Machine learning is a tool to help build solutions, not the entire solution. Unfortunately, I hear about so many startups, ML¹ practitioners, VCs, and researchers that have forgotten the second part. In light of this worrying trend, I want to:

Discuss examples of the AI Savior mentality and how this leads to failure.
Speak openly about my own mistaken use of the saviorism attitude to illustrate my points.
Avoid linking to specific current projects or calling out specific individuals for exhibiting AI Saviorism, since my goal is not to put people down — I want to demonstrate why machine learning practitioners must fight the AI Savior mentality in order to be effective problem-solvers.
Take a stab at rescoping the relationship between ML practitioners and domain experts (as an alternative to AI Saviorism) and invite people to add to or refine it.

My experience as an AI Savior

In my five years at Stanford, I had plenty of access to high-profile AI thought leaders and researchers. I took several incredible machine learning courses, and there were many AI research opportunities open to me and other undergrads. These courses were incredibly popular—there were close to 1,000 students in one of my machine learning classes!

As I took more AI courses, I began to buy into the idea that AI methods could be quick solutions to many problems. Only upon reflection do I realize the small things in these courses probably contributed to the AI Saviorism narrative. For instance, an unfortunate consequence of having hundreds of students in these 10-week-long, project-based courses is that the projects tend to be rushed, poorly supervised, and hacked together at the last minute to boast impressive (and sometimes made-up) results for some arbitrary application of machine learning. The project fairs at the end of every class were extremely elaborate and involved lots of outside money: for example, several industry companies sponsored the project fair in my deep learning for NLP class and even gave out prizes for the “best projects.” After these classes, my peers flocked to bootcamps advertised as opportunities to use AI to solve big problems in a variety of fields within the span of one or two quarters. Could AI alone really save the world from health and climate issues in such a short time frame?

By the end of my undergraduate education, I (somewhat misguidedly) strongly believed that AI methods could be the solution to many problems. In my deep learning for genomics class, we read Nature papers about how AI could diagnose illnesses based on x-rays, thus eliminating the need for doctors in the future². Large tech companies published blog posts describing their efforts to solve daunting medical challenges, climate questions, criminal justice issues, and more². It felt like every machine learning project went through the beginning stages of a Gartner hype cycle. I’m ashamed to admit that I bought into the hype, but this issue is much larger than me and warrants greater attention, even if it’s at my expense.

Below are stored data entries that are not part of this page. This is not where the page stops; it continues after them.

//! Engine configuration.
//!
//! All structs deserialize from JSON with every field optional:
//!
//! ```json
//! { "cache": { "max_entries": 256 }, "resolver": { "max_chain_length": 64 } }
//! ```

use serde::{Deserialize, Serialize};
use std::path::Path;

/// Error loading a configuration.
#[derive(Debug, thiserror::Error)]
pub enum ConfigError {
    /// The file could not be read.
    #[error("Failed to read config: {0}")]
    Io(#[from] std::io::Error),
    /// The JSON did not match the expected shape.
    #[error("Failed to parse config: {0}")]
    Parse(#[from] serde_json::Error),
    /// A value is out of range.
    #[error("Invalid config: {0}")]
    Invalid(String),
}

/// Configuration for the compiled-framework cache.
#[derive(Debug, Clone, PartialEq, Eq, Serialize, Deserialize)]
#[serde(default)]
pub struct CacheConfig {
    /// Maximum number of compiled frameworks kept.
    pub max_entries: usize,
    /// Whether to enable the cache.
    pub enabled: bool,
}

impl Default for CacheConfig {
    fn default() -> Self {
        Self {
            max_entries: 1024,
            enabled: true,
        }
    }
}

impl CacheConfig {
    /// Compile on every call.
    pub fn disabled() -> Self {
        Self {
            enabled: false,
            ..Self::default()
        }
    }

    /// Enabled cache with the given capacity.
    pub fn with_capacity(max_entries: usize) -> Self {
        Self {
            max_entries,
            enabled: true,
        }
    }
}

/// Configuration for the framework resolver.
#[derive(Debug, Clone, PartialEq, Eq, Serialize, Deserialize)]
#[serde(default)]
pub struct ResolverConfig {
    /// Upper bound on steps taken in each direction of a chain walk.
    pub max_chain_length: usize,
}

impl Default for ResolverConfig {
    fn default() -> Self {
        Self {
            max_chain_length: 1024,
        }
    }
}

/// Top-level configuration.
#[derive(Debug, Clone, Default, PartialEq, Eq, Serialize, Deserialize)]
#[serde(default)]
pub struct GovernanceConfig {
    /// Compiled-framework cache.
    pub cache: CacheConfig,
    /// Framework resolver.
    pub resolver: ResolverConfig,
}

impl GovernanceConfig {
    /// Parse and validate a JSON document.
    pub fn from_json_str(json: &str) -> Result<Self, ConfigError> {
        let config: Self = serde_json::from_str(json)?;
        config.validate()?;
        Ok(config)
    }

    /// Read, parse and validate a JSON file.
    pub fn from_json_file(path: impl AsRef<Path>) -> Result<Self, ConfigError> {
        let contents = std::fs::read_to_string(path)?;
        Self::from_json_str(&contents)
    }

    /// Reject values the engine cannot run with.
    pub fn validate(&self) -> Result<(), ConfigError> {
        if self.cache.enabled && self.cache.max_entries == 0 {
            return Err(ConfigError::Invalid(
                "cache.max_entries must be positive when the cache is enabled".to_string(),
            ));
        }
        if self.resolver.max_chain_length == 0 {
            return Err(ConfigError::Invalid(
                "resolver.max_chain_length must be positive".to_string(),
            ));
        }
        Ok(())
    }
}
//! Performance benchmarks for edge checking.
//!
//! Run with: `cargo bench --bench checker`
//!
//! ## Performance Targets
//!
//! | Operation | Target | Notes |
//! |-----------|--------|-------|
//! | Compiled check | <10µs p99 | Expressions parsed once |
//! | Raw check | <100µs p99 | Expressions parsed per call |
//! | Engine check | <20µs p99 | Resolver + compiler cache hits |

use criterion::{black_box, criterion_group, criterion_main, BenchmarkId, Criterion, Throughput};
use std::sync::Arc;
use std::thread;

use chrono::{TimeZone, Utc};
use keri_governance::patterns::vlei_standard_framework;
use keri_governance::{
    Attributes, ConstraintChecker, ConstraintCompiler, ConstraintRule, ContentSaid, EdgeContext,
    EdgeOperator, GovernanceConfig, GovernanceEngine, GovernanceFramework, FrameworkDraft,
    InMemoryCredentialStore,
};

/// vLEI framework with `extra` additional field-constrained rules on `qvi_issue`.
fn make_framework(extra: usize) -> GovernanceFramework {
    let mut standard = vlei_standard_framework();
    for i in 0..extra {
        standard.rules.push(
            ConstraintRule::new(format!("extra-{}", i), "qvi_issue", EdgeOperator::Any)
                .with_field_constraint("level", format!("$subject.level >= {}", i % 3))
                .with_field_constraint("region", "$issuer.jurisdiction == $subject.country"),
        );
    }
    standard.into_draft("bench", "1.0.0").issue(&ContentSaid)
}

fn make_context() -> EdgeContext {
    EdgeContext::new("qvi_issue", EdgeOperator::Di2i)
        .with_issuer(Attributes::new().with("jurisdiction", "US"))
        .with_subject(
            Attributes::new()
                .with("country", "US")
                .with("level", 5)
                .with("issuance_date", "2025-01-15")
                .with("expiry_date", "2026-01-15"),
        )
        .at(Utc.with_ymd_and_hms(2025, 6, 1, 0, 0, 0).unwrap())
}

/// Benchmark checking against precompiled rules.
fn bench_compiled_check(c: &mut Criterion) {
    let checker = ConstraintChecker::new();
    let ctx = make_context();

    let mut group = c.benchmark_group("compiled_check");

    for extra in [0, 10, 50] {
        let framework = make_framework(extra);
        let compiled = ConstraintCompiler::uncached().compile(&framework);

        group.throughput(Throughput::Elements(1));
        group.bench_with_input(BenchmarkId::new("extra_rules", extra), &compiled, |b, compiled| {
            b.iter(|| {
                let result = checker.check(black_box(&ctx), compiled);
                assert!(result.allowed);
                result
            })
        });
    }

    group.finish();
}

/// Benchmark checking raw rules, parsing every expression per call.
fn bench_raw_check(c: &mut Criterion) {
    let checker = ConstraintChecker::new();
    let ctx = make_context();

    let mut group = c.benchmark_group("raw_check");

    for extra in [0, 10, 50] {
        let framework = make_framework(extra);

        group.throughput(Throughput::Elements(1));
        group.bench_with_input(BenchmarkId::new("extra_rules", extra), &framework, |b, framework| {
            b.iter(|| {
                let result = checker.check(black_box(&ctx), framework);
                assert!(result.allowed);
                result
            })
        });
    }

    group.finish();
}

/// Benchmark compilation without the cache.
fn bench_compile(c: &mut Criterion) {
    let framework = make_framework(50);
    c.bench_function("compile_uncached", |b| {
        b.iter(|| ConstraintCompiler::compile_rules(&framework.said, black_box(&framework.rules)))
    });
}

/// Benchmark the engine path: resolve active version, compile (cached), check.
fn bench_engine_check(c: &mut Criterion) {
    let store = Arc::new(InMemoryCredentialStore::new());
    let said = store
        .insert_credential(make_framework(10).raw)
        .unwrap_or_default();
    let engine = GovernanceEngine::new(store, GovernanceConfig::default());
    let ctx = make_context();

    // Warm the resolver and compiler caches
    assert!(engine.check_edge(&said, &ctx).allowed);

    c.bench_function("engine_check_edge", |b| {
        b.iter(|| {
            let result = engine.check_edge(black_box(&said), black_box(&ctx));
            assert!(result.allowed);
            result
        })
    });
}

/// Benchmark multi-threaded access to a shared engine.
fn bench_engine_contention(c: &mut Criterion) {
    let mut group = c.benchmark_group("engine_contention");

    for num_threads in [1, 2, 4, 8] {
        let store = Arc::new(InMemoryCredentialStore::new());
        let saids: Vec<String> = (0..num_threads)
            .map(|i| {
                let framework = FrameworkDraft::new(format!("fw-{}", i), "1.0.0")
                    .with_rules(vlei_standard_framework().rules)
                    .issue(&ContentSaid);
                store.insert_credential(framework.raw).unwrap_or_default()
            })
            .collect();
        let engine = Arc::new(GovernanceEngine::new(store, GovernanceConfig::default()));
        let ctx = make_context();

        // Warm the caches
        for said in &saids {
            engine.check_edge(said, &ctx);
        }

        group.throughput(Throughput::Elements(num_threads as u64));
        group.bench_with_input(BenchmarkId::new("threads", num_threads), &num_threads, |b, &n| {
            b.iter(|| {
                let handles: Vec<_> = (0..n)
                    .map(|i| {
                        let engine = Arc::clone(&engine);
                        let said = saids[i].clone();
                        let ctx = ctx.clone();
                        thread::spawn(move || {
                            for _ in 0..100 {
                                let result = engine.check_edge(black_box(&said), &ctx);
                                assert!(result.allowed);
                            }
                        })
                    })
                    .collect();

                for h in handles {
                    h.join().unwrap();
                }
            })
        });
    }

    group.finish();
}

criterion_group!(
    benches,
    bench_compiled_check,
    bench_raw_check,
    bench_compile,
    bench_engine_check,
    bench_engine_contention,
);
criterion_main!(benches);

Losing my AI Saviorism in order to be an effective problem-solver

Reality hit for me when I started working in industry. When recruiting for full-time roles, I checked all the boxes of a technically competent AI Savior — research experience, strong coding skills, an ability to “think critically” about the technology and acknowledge technical limitations, and a firm belief that non-domain experts could single-handedly revolutionize any industry with AI. The first time we ingested a client’s data, I jumped to coding up baseline models and then convolutional neural networks. Obviously, deep learning would outperform crude heuristics devised by people who couldn’t code, right? Wasn’t that what every applied ML paper boasted?

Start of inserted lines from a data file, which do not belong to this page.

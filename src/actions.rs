//! Mapping hand poses and gestures to OS-level action commands.
//!
//! Everything here is pure computation: commands come out as data, and the
//! `ActionSink` trait is the boundary behind which mouse movement, volume
//! changes, and keystroke injection actually happen. The core never retries
//! or verifies those side effects.

use crate::gesture::{Gesture, StaticGesture};
use crate::landmark::{HandObservation, INDEX_TIP, PINKY_TIP, THUMB_TIP};

/// Named keyboard shortcuts invocable by gesture.
#[derive(Debug, Clone, Copy, PartialEq, Eq)]
pub enum Shortcut {
    Spotlight,
    CloseWindow,
    AppSwitcher,
    Minimize,
    QuitApp,
}

/// A single OS-level action the host should perform.
#[derive(Debug, Clone, Copy, PartialEq)]
pub enum ActionCommand {
    /// Move the cursor to a normalized screen position.
    MoveCursor { x: f32, y: f32 },
    /// Click at the current cursor position.
    Click,
    /// Set the system volume, 0–100.
    SetVolume(u8),
    /// Invoke a named shortcut.
    Invoke(Shortcut),
}

/// Boundary for executing action commands. Implementations live outside the
/// core (OS automation, test doubles).
pub trait ActionSink {
    fn execute(&mut self, command: ActionCommand);
}

/// The shortcut a static gesture invokes, if any.
pub fn shortcut_for(gesture: &Gesture) -> Option<Shortcut> {
    let Gesture::Static(gesture) = gesture else {
        return None;
    };
    match gesture {
        StaticGesture::OpenPalm => Some(Shortcut::Spotlight),
        StaticGesture::ClosedFist => Some(Shortcut::CloseWindow),
        StaticGesture::Fingers(2) => Some(Shortcut::AppSwitcher),
        StaticGesture::Fingers(3) => Some(Shortcut::Minimize),
        StaticGesture::Fingers(4) => Some(Shortcut::QuitApp),
        StaticGesture::Fingers(_) => None,
    }
}

/// Mouse-mode command computation: cursor follows the index tip, a
/// thumb-to-index pinch clicks.
#[derive(Debug, Clone)]
pub struct MouseControl {
    /// Thumb-to-index distance below which a pinch counts as a click.
    pub click_threshold: f32,
}

impl Default for MouseControl {
    fn default() -> Self {
        Self {
            click_threshold: 0.05,
        }
    }
}

impl MouseControl {
    /// Commands for one frame of mouse mode.
    pub fn commands(&self, hand: &HandObservation) -> Vec<ActionCommand> {
        let index_tip = hand[INDEX_TIP];
        let mut commands = vec![ActionCommand::MoveCursor {
            x: index_tip.x,
            y: index_tip.y,
        }];

        if hand[THUMB_TIP].distance(&index_tip) < self.click_threshold {
            commands.push(ActionCommand::Click);
        }

        commands
    }
}

/// Volume-mode command computation: the thumb-to-pinky spread maps to a
/// 0–100 level; updates under the hysteresis step are suppressed to avoid
/// jitter.
#[derive(Debug, Clone)]
pub struct VolumeControl {
    level: u8,
    hysteresis: u8,
}

impl Default for VolumeControl {
    fn default() -> Self {
        Self {
            level: 50,
            hysteresis: 5,
        }
    }
}

impl VolumeControl {
    /// Current volume level, 0–100.
    pub fn level(&self) -> u8 {
        self.level
    }

    /// Command for one frame of volume mode, if the level moved enough.
    pub fn command(&mut self, hand: &HandObservation) -> Option<ActionCommand> {
        let spread = hand[THUMB_TIP].distance(&hand[PINKY_TIP]);
        let target = (spread * 200.0).clamp(0.0, 100.0) as u8;

        if target.abs_diff(self.level) > self.hysteresis {
            self.level = target;
            Some(ActionCommand::SetVolume(target))
        } else {
            None
        }
    }
}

But my models didn’t work off the bat, and I felt disillusioned. Articles online indicated that I could blame my ML failures on data issues — maybe there wasn’t enough data, or the data wasn’t clean. In communicating my ML results with the client, I kept giving excuse after excuse — the data format is inefficient, many rows have missing values, the dataset is only partially labeled, etc. — for why I, the AI Savior, couldn’t quickly deliver a solution. In hindsight, there are so many other barriers to making ML work in production, and at the time I thought I was only there to solve the modeling and engineering problems.

Skills for a machine learning engineer This figure (figure 2) depicts skills needed for a machine learning engineer, taken from the deeplearning.ai article on what a machine learning engineer does.³

My frustration only deepened when I realized that our product needed to be a recurring solution, not a one-time solution. I couldn’t save the client with a quick AI patch to all their problems and move on. AI Saviorism was preventing me from being an effective engineer: I needed to stop blaming my failures on lack of data or things “not in my control.” If I were really interested in machine learning to make a positive impact, I needed to figure out what my clients needed, not write more TensorFlow code.

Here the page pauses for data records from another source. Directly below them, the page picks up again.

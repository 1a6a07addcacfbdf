//! Hand landmark primitives.
//!
//! Coordinates follow the pose estimator's convention: x and y are
//! normalized to [0, 1] relative to the frame (y grows downward, image
//! style), z is a relative depth with no absolute unit.

use serde::{Deserialize, Serialize};

use crate::error::{HandwaveError, Result};

/// Number of landmarks per detected hand.
pub const LANDMARK_COUNT: usize = 21;

/// Wrist / palm base.
pub const WRIST: usize = 0;
/// Thumb tip.
pub const THUMB_TIP: usize = 4;
/// Index finger base knuckle.
pub const INDEX_MCP: usize = 5;
/// Index finger tip.
pub const INDEX_TIP: usize = 8;
/// Middle finger tip.
pub const MIDDLE_TIP: usize = 12;
/// Ring finger tip.
pub const RING_TIP: usize = 16;
/// Pinky base knuckle.
pub const PINKY_MCP: usize = 17;
/// Pinky tip.
pub const PINKY_TIP: usize = 20;

/// Tips of the four non-thumb fingers, index through pinky.
pub const FINGER_TIPS: [usize; 4] = [INDEX_TIP, MIDDLE_TIP, RING_TIP, PINKY_TIP];

/// One 3-D keypoint of a detected hand pose.
#[derive(Debug, Clone, Copy, PartialEq, Default, Serialize, Deserialize)]
pub struct Landmark {
    pub x: f32,
    pub y: f32,
    pub z: f32,
}

impl Landmark {
    /// Create a new landmark.
    pub fn new(x: f32, y: f32, z: f32) -> Self {
        Self { x, y, z }
    }

    /// Euclidean distance to another landmark in all three coordinates.
    pub fn distance(&self, other: &Landmark) -> f32 {
        let dx = self.x - other.x;
        let dy = self.y - other.y;
        let dz = self.z - other.z;
        (dx * dx + dy * dy + dz * dz).sqrt()
    }
}

/// A 2-D point in normalized frame coordinates.
#[derive(Debug, Clone, Copy, PartialEq, Default, Serialize, Deserialize)]
pub struct Point2 {
    pub x: f32,
    pub y: f32,
}

impl Point2 {
    /// Create a new 2-D point.
    pub fn new(x: f32, y: f32) -> Self {
        Self { x, y }
    }

    /// Euclidean distance to another point.
    pub fn distance(&self, other: &Point2) -> f32 {
        let dx = self.x - other.x;
        let dy = self.y - other.y;
        (dx * dx + dy * dy).sqrt()
    }
}

/// The full 21-landmark set for one detected hand in one frame.
///
/// Construction validates the landmark count; every downstream distance
/// computation can therefore assume same-length (21 vs 21) sequences.
#[derive(Debug, Clone, PartialEq, Serialize, Deserialize)]
pub struct HandObservation {
    landmarks: [Landmark; LANDMARK_COUNT],
}

impl HandObservation {
    /// Build an observation from exactly 21 landmarks.
    ///
    /// Fails fast on any other count so a malformed frame never reaches
    /// the classifiers.
    pub fn from_landmarks(points: Vec<Landmark>) -> Result<Self> {
        let len = points.len();
        let landmarks: [Landmark; LANDMARK_COUNT] = points
            .try_into()
            .map_err(|_| HandwaveError::MalformedObservation(len))?;
        Ok(Self { landmarks })
    }

    /// All 21 landmarks in anatomical order.
    pub fn landmarks(&self) -> &[Landmark; LANDMARK_COUNT] {
        &self.landmarks
    }

    /// Palm center: unweighted mean of the wrist and the index/pinky base
    /// knuckles (landmarks 0, 5, 17). Used as the tracking anchor.
    pub fn palm_center(&self) -> Point2 {
        let anchors = [WRIST, INDEX_MCP, PINKY_MCP];
        let (mut x, mut y) = (0.0, 0.0);
        for &i in &anchors {
            x += self.landmarks[i].x;
            y += self.landmarks[i].y;
        }
        let n = anchors.len() as f32;
        Point2::new(x / n, y / n)
    }

    /// Wrist position in frame coordinates.
    pub fn wrist(&self) -> Point2 {
        Point2::new(self.landmarks[WRIST].x, self.landmarks[WRIST].y)
    }
}

impl std::ops::Index<usize> for HandObservation {
    type Output = Landmark;

    fn index(&self, index: usize) -> &Landmark {
        &self.landmarks[index]
    }
}
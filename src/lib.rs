//! handwave: gesture recognition over hand-landmark streams.
//!
//! The crate interprets per-frame hand observations (21 3-D keypoints per
//! hand, produced by an external pose estimator) into gesture events and
//! maps them to user-facing commands:
//!
//! - **Static classification**: per-finger extension rules turn one frame's
//!   landmarks into fist / palm / finger-count gestures
//! - **Trajectory tracking**: bounded palm-center history per hand, for
//!   rendering fading motion trails
//! - **Swipe detection**: time-windowed displacement analysis of the wrist
//! - **Custom gestures**: user-recorded landmark templates matched by
//!   nearest-neighbor distance
//! - **Dispatch**: pure reducers turning gestures into view-state changes,
//!   mode switches, and OS action commands
//!
//! All state lives in a per-session [`GestureController`] (or a
//! [`protocol::Session`] wrapping one behind the wire boundary); nothing is
//! process-global. Processing is synchronous and frame-at-a-time.
//!
//! ```
//! use std::time::Instant;
//! use handwave::{GestureController, HandObservation, Landmark};
//!
//! let mut controller = GestureController::default();
//! let hand = HandObservation::from_landmarks(vec![Landmark::default(); 21])?;
//! let report = controller.process_frame(&[hand], Instant::now());
//! println!("{:?}", report.labels());
//! # Ok::<(), handwave::HandwaveError>(())
//! ```

pub mod actions;
pub mod canvas;
pub mod classify;
pub mod config;
pub mod controller;
pub mod custom;
pub mod dispatch;
pub mod error;
pub mod gesture;
pub mod history;
pub mod landmark;
pub mod protocol;
pub mod render;
pub mod source;
pub mod swipe;
pub mod trajectory;

// Re-export commonly used types
pub use config::ControllerConfig;
pub use controller::{FrameReport, GestureController};
pub use custom::CustomGestureSet;
pub use dispatch::{ControlMode, ViewState};
pub use error::{HandwaveError, Result};
pub use gesture::{Gesture, StaticGesture, SwipeDirection};
pub use history::GestureHistory;
pub use landmark::{HandObservation, Landmark, Point2, LANDMARK_COUNT};
pub use source::{FrameCodec, LandmarkSource};
pub use swipe::SwipeDetector;
pub use trajectory::{TrailSegment, TrajectoryTracker};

As I’ve learned this past year, it’s pretty naive to assume my clients will have perfectly cleaned data, lightweight infrastructure, and a clear idea of the correct machine learning metric to evaluate. If they had all these things, I wouldn’t have a job! To be an effective problem-solver, I had to realize:

For any machine learning project to be successful, you need buy-in from relevant stakeholders. You need to figure out what they want, work with them to frame those goals in ways such that success can be quantified and measured, and help them understand how the models you produce (hopefully) achieve those objectives.
Building machine learning models is only part of the solution, not the entire solution. There are many other technical parts of the machine learning stack: data ingestion, validation, cleaning, training, evaluation, retraining, predicting, serving, and more. You can’t just build a big black AI box and hand it to the stakeholder — you need to figure out how to connect their data to your black box, and connect your black box outputs to a part of their technology stack that they use regularly.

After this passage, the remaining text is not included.